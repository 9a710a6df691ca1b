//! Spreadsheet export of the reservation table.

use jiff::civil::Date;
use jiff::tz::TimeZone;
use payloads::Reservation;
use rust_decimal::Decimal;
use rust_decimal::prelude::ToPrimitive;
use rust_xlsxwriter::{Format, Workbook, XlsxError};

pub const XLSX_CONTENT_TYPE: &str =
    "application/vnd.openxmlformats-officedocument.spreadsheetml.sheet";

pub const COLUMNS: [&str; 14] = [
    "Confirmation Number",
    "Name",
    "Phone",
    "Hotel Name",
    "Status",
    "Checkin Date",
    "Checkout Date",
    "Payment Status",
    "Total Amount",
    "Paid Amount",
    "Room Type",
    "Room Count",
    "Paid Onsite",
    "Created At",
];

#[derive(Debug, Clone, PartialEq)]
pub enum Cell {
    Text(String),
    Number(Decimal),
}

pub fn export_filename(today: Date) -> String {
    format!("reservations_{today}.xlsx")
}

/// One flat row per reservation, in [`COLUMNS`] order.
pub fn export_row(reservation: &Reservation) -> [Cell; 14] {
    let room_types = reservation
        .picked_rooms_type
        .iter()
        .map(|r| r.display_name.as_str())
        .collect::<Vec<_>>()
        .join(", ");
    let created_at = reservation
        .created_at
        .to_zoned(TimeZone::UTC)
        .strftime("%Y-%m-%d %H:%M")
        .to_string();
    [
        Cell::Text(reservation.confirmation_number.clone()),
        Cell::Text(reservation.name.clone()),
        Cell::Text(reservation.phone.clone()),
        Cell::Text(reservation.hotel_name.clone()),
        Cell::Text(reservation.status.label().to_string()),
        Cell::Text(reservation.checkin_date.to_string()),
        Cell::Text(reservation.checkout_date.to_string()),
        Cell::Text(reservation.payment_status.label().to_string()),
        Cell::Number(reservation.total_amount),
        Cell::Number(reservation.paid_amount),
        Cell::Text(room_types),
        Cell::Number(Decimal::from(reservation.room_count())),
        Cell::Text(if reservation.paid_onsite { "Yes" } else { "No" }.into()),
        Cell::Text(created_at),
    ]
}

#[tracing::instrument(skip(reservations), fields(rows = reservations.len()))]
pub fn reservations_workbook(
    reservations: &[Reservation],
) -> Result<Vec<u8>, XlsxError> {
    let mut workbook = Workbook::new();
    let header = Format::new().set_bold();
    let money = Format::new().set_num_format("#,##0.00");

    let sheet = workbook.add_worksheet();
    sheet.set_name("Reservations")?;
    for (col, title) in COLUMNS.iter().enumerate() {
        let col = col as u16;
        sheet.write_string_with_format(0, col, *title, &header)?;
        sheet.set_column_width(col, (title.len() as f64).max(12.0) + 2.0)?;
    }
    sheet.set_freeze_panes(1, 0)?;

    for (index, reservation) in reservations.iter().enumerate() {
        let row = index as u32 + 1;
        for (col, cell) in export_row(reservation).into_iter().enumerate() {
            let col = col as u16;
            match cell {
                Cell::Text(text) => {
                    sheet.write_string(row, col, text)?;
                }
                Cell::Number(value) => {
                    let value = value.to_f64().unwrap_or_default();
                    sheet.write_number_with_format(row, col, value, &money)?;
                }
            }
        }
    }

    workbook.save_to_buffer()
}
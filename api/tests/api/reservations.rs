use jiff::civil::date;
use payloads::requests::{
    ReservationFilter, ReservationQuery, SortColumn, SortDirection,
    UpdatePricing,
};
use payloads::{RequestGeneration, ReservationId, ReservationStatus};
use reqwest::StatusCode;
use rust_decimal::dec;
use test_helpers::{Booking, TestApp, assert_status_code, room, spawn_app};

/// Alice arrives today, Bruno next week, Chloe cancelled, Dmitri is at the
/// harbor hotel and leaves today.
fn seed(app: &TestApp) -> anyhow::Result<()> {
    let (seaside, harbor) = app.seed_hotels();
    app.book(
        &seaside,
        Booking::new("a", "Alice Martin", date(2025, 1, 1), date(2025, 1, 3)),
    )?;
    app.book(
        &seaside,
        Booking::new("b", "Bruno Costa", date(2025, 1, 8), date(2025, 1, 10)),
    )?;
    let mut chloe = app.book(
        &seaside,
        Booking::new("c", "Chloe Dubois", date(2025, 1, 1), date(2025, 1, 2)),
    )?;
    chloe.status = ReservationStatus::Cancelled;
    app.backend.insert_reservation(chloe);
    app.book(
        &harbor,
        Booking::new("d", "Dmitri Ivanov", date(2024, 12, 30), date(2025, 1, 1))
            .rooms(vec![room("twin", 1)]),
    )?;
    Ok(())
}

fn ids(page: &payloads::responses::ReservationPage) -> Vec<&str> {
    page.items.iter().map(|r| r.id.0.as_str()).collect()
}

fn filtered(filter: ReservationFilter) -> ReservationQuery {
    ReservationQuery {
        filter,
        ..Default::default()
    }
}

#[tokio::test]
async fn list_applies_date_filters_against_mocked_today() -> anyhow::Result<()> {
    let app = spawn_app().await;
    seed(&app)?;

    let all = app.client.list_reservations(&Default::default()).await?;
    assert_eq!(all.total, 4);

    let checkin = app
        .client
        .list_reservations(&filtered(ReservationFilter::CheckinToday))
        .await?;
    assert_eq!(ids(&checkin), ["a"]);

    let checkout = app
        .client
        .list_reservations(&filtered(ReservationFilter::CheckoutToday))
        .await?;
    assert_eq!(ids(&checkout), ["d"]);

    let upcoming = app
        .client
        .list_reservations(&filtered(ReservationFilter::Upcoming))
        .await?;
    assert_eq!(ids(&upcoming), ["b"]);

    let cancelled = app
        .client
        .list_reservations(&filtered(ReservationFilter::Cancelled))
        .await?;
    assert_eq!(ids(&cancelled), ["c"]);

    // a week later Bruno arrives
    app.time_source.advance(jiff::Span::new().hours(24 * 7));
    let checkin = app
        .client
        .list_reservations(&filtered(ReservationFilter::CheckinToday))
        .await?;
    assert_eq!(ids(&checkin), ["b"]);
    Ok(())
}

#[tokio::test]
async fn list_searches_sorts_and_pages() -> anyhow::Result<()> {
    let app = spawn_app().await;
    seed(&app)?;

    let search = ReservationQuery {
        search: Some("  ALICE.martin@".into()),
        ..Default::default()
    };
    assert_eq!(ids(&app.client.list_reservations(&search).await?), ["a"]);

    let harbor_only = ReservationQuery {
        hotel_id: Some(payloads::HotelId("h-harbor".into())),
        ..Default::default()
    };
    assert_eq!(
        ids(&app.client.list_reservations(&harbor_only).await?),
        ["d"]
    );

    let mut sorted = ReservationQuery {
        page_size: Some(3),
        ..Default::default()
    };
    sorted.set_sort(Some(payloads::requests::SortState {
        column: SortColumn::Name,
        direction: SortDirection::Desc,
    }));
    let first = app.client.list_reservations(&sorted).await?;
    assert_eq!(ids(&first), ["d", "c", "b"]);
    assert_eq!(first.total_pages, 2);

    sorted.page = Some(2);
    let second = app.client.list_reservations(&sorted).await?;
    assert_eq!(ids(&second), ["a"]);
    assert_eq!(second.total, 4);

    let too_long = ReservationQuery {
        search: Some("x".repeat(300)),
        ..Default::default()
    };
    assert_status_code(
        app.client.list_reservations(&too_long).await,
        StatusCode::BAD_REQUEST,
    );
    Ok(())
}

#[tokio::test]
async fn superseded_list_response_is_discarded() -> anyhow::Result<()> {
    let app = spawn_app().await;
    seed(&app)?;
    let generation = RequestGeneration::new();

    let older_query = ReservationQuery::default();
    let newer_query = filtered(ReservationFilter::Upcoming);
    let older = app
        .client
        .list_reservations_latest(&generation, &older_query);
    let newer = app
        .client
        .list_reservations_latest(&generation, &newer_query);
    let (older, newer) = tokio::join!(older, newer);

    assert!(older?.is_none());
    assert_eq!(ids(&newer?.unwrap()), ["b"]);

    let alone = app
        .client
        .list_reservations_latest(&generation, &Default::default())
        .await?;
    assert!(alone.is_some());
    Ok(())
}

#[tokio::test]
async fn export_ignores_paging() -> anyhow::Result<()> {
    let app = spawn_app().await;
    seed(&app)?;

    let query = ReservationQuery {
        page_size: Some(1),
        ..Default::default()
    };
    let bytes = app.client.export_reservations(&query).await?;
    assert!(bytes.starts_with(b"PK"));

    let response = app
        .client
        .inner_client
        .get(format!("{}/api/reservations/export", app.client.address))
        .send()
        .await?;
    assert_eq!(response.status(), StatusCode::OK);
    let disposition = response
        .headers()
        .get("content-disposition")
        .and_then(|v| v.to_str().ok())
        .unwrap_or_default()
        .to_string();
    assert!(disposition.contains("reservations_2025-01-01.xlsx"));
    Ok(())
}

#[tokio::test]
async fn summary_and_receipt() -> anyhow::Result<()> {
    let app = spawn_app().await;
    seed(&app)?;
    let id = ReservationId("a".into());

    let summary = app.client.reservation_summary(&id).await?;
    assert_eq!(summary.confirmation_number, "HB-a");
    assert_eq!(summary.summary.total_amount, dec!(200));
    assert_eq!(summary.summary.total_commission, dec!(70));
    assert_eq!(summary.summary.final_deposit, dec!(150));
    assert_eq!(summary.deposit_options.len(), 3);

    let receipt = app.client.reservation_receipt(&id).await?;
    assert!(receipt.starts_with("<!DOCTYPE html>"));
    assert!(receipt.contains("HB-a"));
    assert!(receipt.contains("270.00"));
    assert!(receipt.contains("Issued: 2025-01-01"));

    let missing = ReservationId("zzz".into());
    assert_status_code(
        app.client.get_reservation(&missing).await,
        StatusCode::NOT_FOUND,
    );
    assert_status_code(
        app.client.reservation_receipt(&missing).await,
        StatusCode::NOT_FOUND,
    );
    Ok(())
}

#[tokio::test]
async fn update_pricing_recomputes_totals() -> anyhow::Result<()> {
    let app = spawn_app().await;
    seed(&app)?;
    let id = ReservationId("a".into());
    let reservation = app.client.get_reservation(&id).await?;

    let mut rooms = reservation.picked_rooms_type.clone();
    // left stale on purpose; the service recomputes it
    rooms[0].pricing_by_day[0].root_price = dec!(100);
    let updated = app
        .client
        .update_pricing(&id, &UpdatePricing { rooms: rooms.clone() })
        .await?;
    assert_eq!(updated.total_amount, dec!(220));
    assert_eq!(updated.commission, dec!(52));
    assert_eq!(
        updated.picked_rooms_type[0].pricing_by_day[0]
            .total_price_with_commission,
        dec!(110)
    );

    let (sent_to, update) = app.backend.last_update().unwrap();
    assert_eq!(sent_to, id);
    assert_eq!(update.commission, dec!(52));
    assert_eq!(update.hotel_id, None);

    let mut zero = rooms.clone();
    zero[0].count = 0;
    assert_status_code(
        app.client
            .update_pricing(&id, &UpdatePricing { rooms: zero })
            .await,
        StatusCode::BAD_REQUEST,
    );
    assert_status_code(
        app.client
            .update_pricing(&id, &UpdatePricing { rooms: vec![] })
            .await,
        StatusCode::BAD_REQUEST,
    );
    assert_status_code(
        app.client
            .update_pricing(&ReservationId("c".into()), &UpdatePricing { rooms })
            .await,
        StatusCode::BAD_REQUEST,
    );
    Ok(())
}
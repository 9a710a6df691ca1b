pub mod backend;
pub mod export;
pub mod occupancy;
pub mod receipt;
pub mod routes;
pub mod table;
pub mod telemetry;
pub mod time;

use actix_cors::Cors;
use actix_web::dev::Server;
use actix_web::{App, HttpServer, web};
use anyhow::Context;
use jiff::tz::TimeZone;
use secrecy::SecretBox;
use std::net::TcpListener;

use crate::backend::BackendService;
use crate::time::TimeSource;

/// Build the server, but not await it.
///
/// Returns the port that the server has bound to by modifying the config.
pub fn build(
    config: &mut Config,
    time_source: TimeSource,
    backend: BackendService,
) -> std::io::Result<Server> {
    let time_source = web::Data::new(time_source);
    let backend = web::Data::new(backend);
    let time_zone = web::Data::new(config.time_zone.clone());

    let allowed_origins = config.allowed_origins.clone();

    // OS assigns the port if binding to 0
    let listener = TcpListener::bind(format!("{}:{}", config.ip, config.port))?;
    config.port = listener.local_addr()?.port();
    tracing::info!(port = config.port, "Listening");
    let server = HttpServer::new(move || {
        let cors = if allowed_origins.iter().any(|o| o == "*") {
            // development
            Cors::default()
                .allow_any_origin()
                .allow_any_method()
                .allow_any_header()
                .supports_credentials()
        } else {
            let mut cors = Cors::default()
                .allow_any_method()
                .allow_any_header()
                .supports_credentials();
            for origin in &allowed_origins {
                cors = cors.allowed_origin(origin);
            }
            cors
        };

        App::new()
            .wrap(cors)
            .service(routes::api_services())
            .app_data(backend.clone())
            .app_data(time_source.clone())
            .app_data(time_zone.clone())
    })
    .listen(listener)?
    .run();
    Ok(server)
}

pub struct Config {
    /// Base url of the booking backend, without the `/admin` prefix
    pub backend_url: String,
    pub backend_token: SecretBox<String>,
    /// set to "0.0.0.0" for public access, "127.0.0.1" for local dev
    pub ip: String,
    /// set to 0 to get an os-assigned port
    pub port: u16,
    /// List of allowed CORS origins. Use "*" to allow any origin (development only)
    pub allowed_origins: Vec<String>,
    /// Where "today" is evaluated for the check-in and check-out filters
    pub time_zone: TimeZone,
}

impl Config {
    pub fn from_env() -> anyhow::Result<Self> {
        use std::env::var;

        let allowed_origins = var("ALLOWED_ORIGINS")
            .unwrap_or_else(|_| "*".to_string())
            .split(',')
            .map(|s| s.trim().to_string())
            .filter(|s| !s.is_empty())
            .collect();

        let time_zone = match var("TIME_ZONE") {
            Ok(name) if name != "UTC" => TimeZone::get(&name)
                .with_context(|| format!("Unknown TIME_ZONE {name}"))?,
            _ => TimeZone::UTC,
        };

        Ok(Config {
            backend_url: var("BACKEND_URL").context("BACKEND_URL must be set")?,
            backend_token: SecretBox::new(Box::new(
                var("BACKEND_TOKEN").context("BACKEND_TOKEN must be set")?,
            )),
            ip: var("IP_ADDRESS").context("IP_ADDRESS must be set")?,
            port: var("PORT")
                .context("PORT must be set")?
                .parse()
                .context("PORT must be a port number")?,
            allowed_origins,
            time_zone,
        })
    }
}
:::
-- Work task --
Show each line of the listing that holds the string "TestApp".

-- Solution for this task --
use test_helpers::{Booking, TestApp, assert_status_code, room, spawn_app};
fn seed(app: &TestApp) -> anyhow::Result<()> {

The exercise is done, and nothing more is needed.